→ Activity: Please give again, exactly and only, the stretch of lines from the one containing "if let Some(endpoint)" to the end of the entries below.

→ Collected data:
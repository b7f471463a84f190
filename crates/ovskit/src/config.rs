//! Resolve the switch connection from config file, profile and flags.

use ovskit_config::{Config, profile_to_switch_config};
use ovskit_core::{SwitchConfig, TransportKind};

use crate::cli::GlobalOpts;
use crate::error::CliError;

/// Config file + active profile, with command-line overrides on top.
pub fn build_switch_config(global: &GlobalOpts) -> Result<SwitchConfig, CliError> {
    let cfg = ovskit_config::load_config()?;
    resolve(&cfg, global)
}

fn resolve(cfg: &Config, global: &GlobalOpts) -> Result<SwitchConfig, CliError> {
    let (name, mut profile) = cfg.profile(global.profile.as_deref())?;
    tracing::debug!(profile = %name, "using profile");

    if let Some(transport) = global.transport {
        profile.transport = TransportKind::from(transport);
    }
    if let Some(endpoint) = &global.endpoint {
        profile.endpoint = Some(endpoint.clone());
    }
    if let Some(database) = &global.database {
        profile.database = Some(database.clone());
    }
    if let Some(timeout) = global.timeout {
        profile.timeout = Some(timeout);
    }

    Ok(profile_to_switch_config(&profile, &cfg.defaults)?)
}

→ Task response:
    if let Some(endpoint) = &global.endpoint {
        profile.endpoint = Some(endpoint.clone());
    }
    if let Some(database) = &global.database {
        profile.database = Some(database.clone());
    }
    if let Some(timeout) = global.timeout {
        profile.timeout = Some(timeout);
    }

    Ok(profile_to_switch_config(&profile, &cfg.defaults)?)
}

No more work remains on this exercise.